Work order:
List all lines in the material below that contain "WriteRequest".

Information shown:
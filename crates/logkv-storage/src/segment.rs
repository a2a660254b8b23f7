//! Append-Only Segment
//!
//! A [`Segment`] is one append-only file plus an in-memory hash index
//! mapping each key to the byte offset of its most recent frame in that
//! file.
//!
//! ## Single-Writer Discipline
//!
//! Every segment owns exactly one writer task. Callers never touch the
//! file handle; [`Segment::append`] posts the already-encoded frame to the
//! writer's queue and awaits an acknowledgment carrying the offset the
//! frame landed at. Only after the ack does the caller update the index,
//! so a concurrent [`Segment::get`] either sees the new offset with a
//! fully persisted frame behind it, or does not see it at all.
//!
//! ## Read Path
//!
//! The read handle is opened once, when the segment is opened, and every
//! lookup is a seek + read against it. Keeping the descriptor open for the
//! segment's whole lifetime is what makes compaction safe: the compactor
//! may unlink this segment's file while a reader still holds an
//! `Arc<Segment>`, and the open descriptor keeps the data readable until
//! the last reference drops.
//!
//! ## Recovery
//!
//! Opening a segment scans it front to back, decoding every frame and
//! recording the offset of the last-seen frame per key. A torn final
//! frame is not corruption - a crash mid-append produces exactly that -
//! so the scan stops there and the file is truncated back to the last
//! whole frame before appends resume. Structural damage anywhere else
//! fails the open with `CorruptedSegment`.

use std::collections::HashMap;
use std::io::SeekFrom;
use std::path::{Path, PathBuf};

use bytes::Bytes;
use parking_lot::{Mutex, RwLock};
use tokio::fs::{File, OpenOptions};
use tokio::io::{AsyncReadExt, AsyncSeekExt, AsyncWriteExt, BufReader};
use tokio::sync::{mpsc, oneshot};
use tokio::task::JoinHandle;
use tracing::{debug, warn};

use logkv_core::entry::MIN_FRAME_LEN;
use logkv_core::{read_value, Entry, Error, Result, Value};

/// Queue depth for the writer task. Appends await their ack anyway, so
/// this only bounds how many callers can be parked in the channel.
const WRITE_QUEUE_DEPTH: usize = 32;

struct WriteRequest {
    frame: Bytes,
    ack: oneshot::Sender<std::io::Result<u64>>,
}

/// One append-only file plus its in-memory hash index.
#[derive(Debug)]
pub struct Segment {
    path: RwLock<PathBuf>,
    /// Read handle opened at open time and kept for the segment's
    /// lifetime; all gets seek + read against it.
    read_file: tokio::sync::Mutex<File>,
    /// key → byte offset of the latest frame for that key in this file.
    index: RwLock<HashMap<String, u64>>,
    /// Present while the segment accepts appends; dropped on seal.
    write_tx: Mutex<Option<mpsc::Sender<WriteRequest>>>,
    writer: Mutex<Option<JoinHandle<()>>>,
}

impl Segment {
    /// Open (or create) the segment file `name` inside `dir`, rebuild the
    /// in-memory index from its frames, and start the writer task.
    pub async fn open(dir: impl AsRef<Path>, name: &str) -> Result<Self> {
        let path = dir.as_ref().join(name);

        let append_file = OpenOptions::new()
            .create(true)
            .append(true)
            .open(&path)
            .await
            .map_err(|e| Error::io(&path, e))?;

        let (index, recovered_len) = recover(&path).await?;

        let file_len = tokio::fs::metadata(&path)
            .await
            .map_err(|e| Error::io(&path, e))?
            .len();
        if recovered_len < file_len {
            warn!(
                segment = name,
                recovered = recovered_len,
                file_len,
                "torn frame at end of segment, truncating"
            );
            append_file
                .set_len(recovered_len)
                .await
                .map_err(|e| Error::io(&path, e))?;
        }

        let read_file = File::open(&path)
            .await
            .map_err(|e| Error::io(&path, e))?;

        let (write_tx, write_rx) = mpsc::channel(WRITE_QUEUE_DEPTH);
        let writer = tokio::spawn(run_writer(
            append_file,
            recovered_len,
            write_rx,
            path.clone(),
        ));

        debug!(
            segment = name,
            entries = index.len(),
            size = recovered_len,
            "segment opened"
        );

        Ok(Self {
            path: RwLock::new(path),
            read_file: tokio::sync::Mutex::new(read_file),
            index: RwLock::new(index),
            write_tx: Mutex::new(Some(write_tx)),
            writer: Mutex::new(Some(writer)),
        })
    }

    /// Current file name of this segment (a rename during compaction is
    /// reflected here).
    pub fn name(&self) -> String {
        self.path
            .read()
            .file_name()
            .map(|n| n.to_string_lossy().into_owned())
            .unwrap_or_default()
    }

    pub fn path(&self) -> PathBuf {
        self.path.read().clone()
    }

    /// Look up `key` and decode its value, or `NotFound` if this segment
    /// has never seen the key.
    pub async fn get(&self, key: &str) -> Result<Value> {
        let offset = self
            .index
            .read()
            .get(key)
            .copied()
            .ok_or(Error::NotFound)?;

        let frame = {
            let path = self.path();
            let mut file = self.read_file.lock().await;
            file.seek(SeekFrom::Start(offset))
                .await
                .map_err(|e| Error::io(&path, e))?;

            let mut size_buf = [0u8; 4];
            file.read_exact(&mut size_buf)
                .await
                .map_err(|e| Error::io(&path, e))?;
            let size = u32::from_le_bytes(size_buf) as usize;
            if size < MIN_FRAME_LEN {
                return Err(Error::CorruptedFrame(format!(
                    "frame at offset {offset} declares impossible size {size}"
                )));
            }

            let mut frame = vec![0u8; size];
            frame[..4].copy_from_slice(&size_buf);
            file.read_exact(&mut frame[4..])
                .await
                .map_err(|e| Error::io(&path, e))?;
            frame
        };

        read_value(&frame)
    }

    /// Append one entry. Returns once the frame is persisted and the
    /// index points at it. Fails with `Closed` after [`Segment::seal`].
    pub async fn append(&self, entry: &Entry) -> Result<()> {
        let tx = self.write_tx.lock().clone().ok_or(Error::Closed)?;

        let (ack_tx, ack_rx) = oneshot::channel();
        tx.send(WriteRequest {
            frame: entry.encode(),
            ack: ack_tx,
        })
        .await
        .map_err(|_| Error::Closed)?;

        let offset = match ack_rx.await {
            Ok(Ok(offset)) => offset,
            Ok(Err(e)) => return Err(Error::io(self.path(), e)),
            // The writer exited before answering; the write did not land.
            Err(_) => return Err(Error::Closed),
        };

        self.index.write().insert(entry.key.clone(), offset);
        Ok(())
    }

    /// Current file size as reported by the filesystem.
    pub async fn size(&self) -> Result<u64> {
        let path = self.path();
        let meta = tokio::fs::metadata(&path)
            .await
            .map_err(|e| Error::io(&path, e))?;
        Ok(meta.len())
    }

    /// Stop the writer task, draining any queued appends. The segment
    /// keeps serving reads; further appends fail with `Closed`.
    pub async fn seal(&self) -> Result<()> {
        // Dropping the sender closes the queue; the writer drains what is
        // already enqueued (acks included) and exits.
        drop(self.write_tx.lock().take());

        let handle = self.writer.lock().take();
        if let Some(handle) = handle {
            if let Err(e) = handle.await {
                warn!(segment = %self.name(), error = %e, "segment writer task panicked");
            }
        }
        Ok(())
    }

    /// Remove the segment file from disk. Valid only after [`Segment::seal`];
    /// readers still holding this segment keep their open descriptor. A
    /// file already gone counts as deleted.
    pub async fn delete(&self) -> Result<()> {
        let path = self.path();
        match tokio::fs::remove_file(&path).await {
            Ok(()) => {}
            Err(e) if e.kind() == std::io::ErrorKind::NotFound => {}
            Err(e) => return Err(Error::io(&path, e)),
        }
        debug!(segment = %self.name(), "segment file deleted");
        Ok(())
    }

    /// Move the segment file, updating the in-memory path.
    pub(crate) async fn rename(&self, new_path: PathBuf) -> Result<()> {
        let old_path = self.path();
        tokio::fs::rename(&old_path, &new_path)
            .await
            .map_err(|e| Error::io(&old_path, e))?;
        *self.path.write() = new_path;
        Ok(())
    }

    /// Snapshot of the keys indexed by this segment.
    pub(crate) fn keys(&self) -> Vec<String> {
        self.index.read().keys().cloned().collect()
    }

    pub(crate) fn contains_key(&self, key: &str) -> bool {
        self.index.read().contains_key(key)
    }
}

/// The writer task: sole owner of the append handle and of the running
/// offset. Acks carry the start offset of the persisted frame, so the
/// index is never updated from a value computed outside this task.
async fn run_writer(
    mut file: File,
    mut offset: u64,
    mut rx: mpsc::Receiver<WriteRequest>,
    path: PathBuf,
) {
    while let Some(req) = rx.recv().await {
        let result = write_frame(&mut file, &req.frame).await;
        let ack = match result {
            Ok(()) => {
                let start = offset;
                offset += req.frame.len() as u64;
                Ok(start)
            }
            Err(e) => Err(e),
        };
        // A caller that gave up on the ack is not an error.
        let _ = req.ack.send(ack);
    }
    debug!(path = %path.display(), "segment writer stopped");
}

async fn write_frame(file: &mut File, frame: &[u8]) -> std::io::Result<()> {
    file.write_all(frame).await?;
    // The ack must mean "persisted": flush forces the write through
    // tokio's deferred file I/O before anyone hears about the offset.
    file.flush().await
}

/// Scan the file front to back, rebuilding the index. Returns the index
/// and the offset just past the last whole frame.
async fn recover(path: &Path) -> Result<(HashMap<String, u64>, u64)> {
    let file = File::open(path).await.map_err(|e| Error::io(path, e))?;
    let mut reader = BufReader::new(file);
    let mut index = HashMap::new();
    let mut offset = 0u64;

    loop {
        let mut size_buf = [0u8; 4];
        match reader.read_exact(&mut size_buf).await {
            Ok(_) => {}
            // Clean end of file, or a size field torn mid-append.
            Err(e) if e.kind() == std::io::ErrorKind::UnexpectedEof => break,
            Err(e) => return Err(Error::io(path, e)),
        }

        let size = u32::from_le_bytes(size_buf) as usize;
        if size < MIN_FRAME_LEN {
            return Err(Error::CorruptedSegment {
                path: path.to_path_buf(),
                reason: format!("frame at offset {offset} declares impossible size {size}"),
            });
        }

        let mut frame = vec![0u8; size];
        frame[..4].copy_from_slice(&size_buf);
        match reader.read_exact(&mut frame[4..]).await {
            Ok(_) => {}
            // Torn final frame: tolerate, the caller truncates it away.
            Err(e) if e.kind() == std::io::ErrorKind::UnexpectedEof => break,
            Err(e) => return Err(Error::io(path, e)),
        }

        let entry = Entry::decode(&frame).map_err(|e| Error::CorruptedSegment {
            path: path.to_path_buf(),
            reason: format!("frame at offset {offset}: {e}"),
        })?;
        index.insert(entry.key, offset);
        offset += size as u64;
    }

    Ok((index, offset))
}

Task output:
struct WriteRequest {
    write_tx: Mutex<Option<mpsc::Sender<WriteRequest>>>,
        tx.send(WriteRequest {
    mut rx: mpsc::Receiver<WriteRequest>,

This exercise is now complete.